TABOO: The Invisible Hegemony of Taboos
“TABOO: The Invisible Hegemony of Taboos” proposes a guiltless and limpid world for those who realize that our taboos can prevent individuals from getting in touch with their own reality.
Based on moral judgements, religious beliefs, or cultural and social norms, taboos, in general, are “unthinkable, unapproachable acts” that are sacred or forbidden.
Taboos can be utilised either to protect individuals or to repress a section of society in line with the interests of a certain group. This situation can be exploited by those in power. In his book “Totem and Taboo”, Freud says: “Taboo restrictions are distinct from religious or moral prohibitions. They are not based upon any divine ordinance, but may be said to impose themselves on their own account. They differ from moral prohibitions in that they fall into no system that declares quite generally that certain abstinences must be observed and gives reasons for that necessity. Taboo prohibitions have no grounds and are of unknown origin. Though they are unintelligible to us, to those who are dominated by them they are taken as a matter of course.” And it is precisely in this relationship that the act of exploitation emerges.
We use taboos to classify “things”. As taboos increase, classifications also increase, and while our world of concepts expands to a certain extent, without us noticing, the scope of our freedom becomes narrower in equal measure. The ongoing presence of taboos in society has clouded this dialectic of freedom/conceptualization, and has led to a sort of pollution of the mind. A polluted and cloudy mind ultimately prevents us from perceiving the truth; it steers us away from our own reality. The intent of seeing the reality of “things” requires perceiving the hegemonic framework of taboos that we have created or have been living in. As taboos serve to remove “things” from being intelligible and debatable, they obscure this hegemonic framework. And the aim behind concealing the truth is to conserve and sustain the existing forms of domination, the prerogatives, and the social hierarchy. An attempt at understanding the origins of taboos is the beginning of comprehending the way we live life, and ultimately, of liberation.
“TABOO: The Invisible Hegemony of Taboos” concerns the interactions of contemporary artists with the things that are labelled, restricted, overlooked and avoided because of taboos.

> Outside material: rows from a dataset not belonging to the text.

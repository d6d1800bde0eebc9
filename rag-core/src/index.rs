//! In-memory vector index using cosine similarity.
//!
//! [`VectorIndex`] keeps `(chunk, embedding)` pairs in insertion order. The
//! insertion rank of an entry is stable and breaks ties between equal scores,
//! so identical inputs always produce identical search results.

use tracing::info;

use crate::document::{Chunk, SearchResult};
use crate::embedding::EmbeddingClient;
use crate::error::{RagError, Result};

/// A chunk stored in the index together with its embedding.
#[derive(Debug, Clone, PartialEq)]
pub struct IndexEntry {
    /// The indexed chunk.
    pub chunk: Chunk,
    /// The chunk's embedding.
    pub embedding: Vec<f32>,
    norm: f32,
}

/// An ordered, in-memory collection of embedded chunks.
///
/// All embeddings share one dimensionality, fixed by the first insert.
/// Once populated the index is only read, so a built index can be shared
/// behind an `Arc` without locking.
///
/// # Example
///
/// ```rust,ignore
/// use rag_core::VectorIndex;
///
/// let mut index = VectorIndex::new();
/// index.insert(chunk, vec![1.0, 0.0])?;
/// let results = index.search(&[1.0, 0.0], 3)?;
/// ```
#[derive(Debug, Clone, Default)]
pub struct VectorIndex {
    entries: Vec<IndexEntry>,
    dimensions: Option<usize>,
}

impl VectorIndex {
    /// Create a new empty index.
    pub fn new() -> Self {
        Self::default()
    }

    /// Number of entries in the index.
    pub fn len(&self) -> usize {
        self.entries.len()
    }

    /// Whether the index holds no entries.
    pub fn is_empty(&self) -> bool {
        self.entries.is_empty()
    }

    /// Dimensionality of the stored embeddings, if any have been inserted.
    pub fn dimensions(&self) -> Option<usize> {
        self.dimensions
    }

    /// Entries in insertion order.
    pub fn entries(&self) -> &[IndexEntry] {
        &self.entries
    }

    /// Embed all chunks and populate the index.
    ///
    /// If the index already has entries this is a no-op: the provider is not
    /// called and the index is left unchanged. On error the index is also
    /// left unchanged. Returns the number of entries added.
    ///
    /// # Errors
    ///
    /// Propagates embedding failures, plus [`RagError::DimensionMismatch`] or
    /// [`RagError::DegenerateVector`] for unusable vectors.
    pub async fn build(&mut self, client: &EmbeddingClient, chunks: Vec<Chunk>) -> Result<usize> {
        if !self.is_empty() {
            info!(entries = self.len(), "vector index already built, skipping");
            return Ok(0);
        }
        if chunks.is_empty() {
            return Ok(0);
        }

        let texts: Vec<&str> = chunks.iter().map(|c| c.text.as_str()).collect();
        let embeddings = client.embed_many(texts.as_slice()).await?;

        let mut staged = Self::new();
        for (chunk, embedding) in chunks.into_iter().zip(embeddings) {
            staged.insert(chunk, embedding)?;
        }

        let added = staged.len();
        *self = staged;
        info!(entries = added, dimensions = ?self.dimensions, "built vector index");
        Ok(added)
    }

    /// Append a single chunk and its embedding.
    ///
    /// # Errors
    ///
    /// - [`RagError::DimensionMismatch`] if the embedding length differs from
    ///   the index dimensionality.
    /// - [`RagError::DegenerateVector`] if the embedding is empty or has zero
    ///   norm.
    pub fn insert(&mut self, chunk: Chunk, embedding: Vec<f32>) -> Result<()> {
        if let Some(expected) = self.dimensions {
            if embedding.len() != expected {
                return Err(RagError::DimensionMismatch { expected, actual: embedding.len() });
            }
        }
        let norm = l2_norm(&embedding);
        if embedding.is_empty() || norm == 0.0 {
            return Err(RagError::DegenerateVector);
        }
        self.dimensions.get_or_insert(embedding.len());
        self.entries.push(IndexEntry { chunk, embedding, norm });
        Ok(())
    }

    /// Return the `k` entries most similar to `query`, best first.
    ///
    /// Equal scores keep insertion order. An empty index yields no results.
    ///
    /// # Errors
    ///
    /// - [`RagError::Configuration`] if `k == 0`.
    /// - [`RagError::DimensionMismatch`] if the query length differs from the
    ///   index dimensionality.
    /// - [`RagError::DegenerateVector`] if the query has zero norm.
    pub fn search(&self, query: &[f32], k: usize) -> Result<Vec<SearchResult>> {
        if k == 0 {
            return Err(RagError::Configuration("k must be at least 1".to_string()));
        }
        let Some(expected) = self.dimensions else {
            return Ok(Vec::new());
        };
        if query.len() != expected {
            return Err(RagError::DimensionMismatch { expected, actual: query.len() });
        }
        let query_norm = l2_norm(query);
        if query_norm == 0.0 {
            return Err(RagError::DegenerateVector);
        }

        let mut scored: Vec<(usize, f32)> = self
            .entries
            .iter()
            .enumerate()
            .map(|(rank, entry)| (rank, dot(query, &entry.embedding) / (query_norm * entry.norm)))
            .collect();

        // sort_by is stable, so ties stay in insertion order.
        scored.sort_by(|a, b| b.1.total_cmp(&a.1));
        scored.truncate(k);

        Ok(scored
            .into_iter()
            .map(|(rank, score)| SearchResult {
                chunk: self.entries[rank].chunk.clone(),
                score,
                rank,
            })
            .collect())
    }
}

/// Compute cosine similarity between two vectors.
///
/// # Errors
///
/// - [`RagError::DimensionMismatch`] if the lengths differ.
/// - [`RagError::DegenerateVector`] if either vector has zero norm.
pub fn cosine_similarity(a: &[f32], b: &[f32]) -> Result<f32> {
    if a.len() != b.len() {
        return Err(RagError::DimensionMismatch { expected: a.len(), actual: b.len() });
    }
    let norm_a = l2_norm(a);
    let norm_b = l2_norm(b);
    if norm_a == 0.0 || norm_b == 0.0 {
        return Err(RagError::DegenerateVector);
    }
    Ok(dot(a, b) / (norm_a * norm_b))
}

fn dot(a: &[f32], b: &[f32]) -> f32 {
    a.iter().zip(b).map(|(x, y)| x * y).sum()
}

fn l2_norm(v: &[f32]) -> f32 {
    v.iter().map(|x| x * x).sum::<f32>().sqrt()
}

Bringing together local artists from a variety of different fields and disciplines and working with various media, the exhibition delves into the concept of taboo.

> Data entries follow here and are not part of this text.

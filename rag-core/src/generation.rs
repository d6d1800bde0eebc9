//! Generation provider trait for producing the final chat reply.

use async_trait::async_trait;
use serde::{Deserialize, Serialize};

use crate::error::Result;

/// The author of a chat message.
#[derive(Debug, Clone, Copy, PartialEq, Eq, Serialize, Deserialize)]
#[serde(rename_all = "lowercase")]
pub enum Role {
    /// Instructions that frame the conversation.
    System,
    /// The end user's turn.
    User,
    /// A previous model turn.
    Assistant,
}

/// A single chat message.
#[derive(Debug, Clone, PartialEq, Eq, Serialize, Deserialize)]
pub struct Message {
    /// Who wrote the message.
    pub role: Role,
    /// The message text.
    pub content: String,
}

impl Message {
    /// Create a system message.
    pub fn system(content: impl Into<String>) -> Self {
        Self { role: Role::System, content: content.into() }
    }

    /// Create a user message.
    pub fn user(content: impl Into<String>) -> Self {
        Self { role: Role::User, content: content.into() }
    }

    /// Create an assistant message.
    pub fn assistant(content: impl Into<String>) -> Self {
        Self { role: Role::Assistant, content: content.into() }
    }
}

/// Optional per-request generation settings.
///
/// Unset fields fall back to the provider's own defaults.
#[derive(Debug, Clone, Default, PartialEq, Serialize, Deserialize)]
pub struct GenerationParams {
    /// Override the provider's model name.
    #[serde(skip_serializing_if = "Option::is_none")]
    pub model: Option<String>,
    /// Sampling temperature.
    #[serde(skip_serializing_if = "Option::is_none")]
    pub temperature: Option<f32>,
    /// Upper bound on generated tokens.
    #[serde(skip_serializing_if = "Option::is_none")]
    pub max_tokens: Option<u32>,
}

/// A chat-completion backend.
///
/// Implementations should report failures as
/// [`RagError::GenerationProvider`](crate::RagError::GenerationProvider) with
/// a [`ProviderFailureKind`](crate::ProviderFailureKind) so callers can tell
/// quota, authentication, rate-limit and transient failures apart.
#[async_trait]
pub trait GenerationProvider: Send + Sync {
    /// Produce a reply for the given conversation.
    async fn complete(&self, messages: &[Message], params: &GenerationParams) -> Result<String>;

    /// A short name used in logs and errors.
    fn name(&self) -> &str {
        "generation"
    }
}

The artworks on display focus on the development process of the human mind over time and the taboos that have determined this process. In this context, one of the moves that unites the artworks is the artists’ triggering of different narrative possibilities, their revealing of the ways a subject determined by taboos is seen/perceived.
“TABOO: The Invisible Hegemony of Taboos” discloses taboos that people are reluctant even to question, making the audience think about the reasons behind the existence of taboos, revealing why they are necessary and what they serve. It invites people (in fact, all living things) to use common sense and discuss the taboos created or reinforced by those in power, to be protected from this possible exploitation and to prevent us from meaninglessly restricting ourselves based on taboos, to liberate our minds and those oppressed under taboos.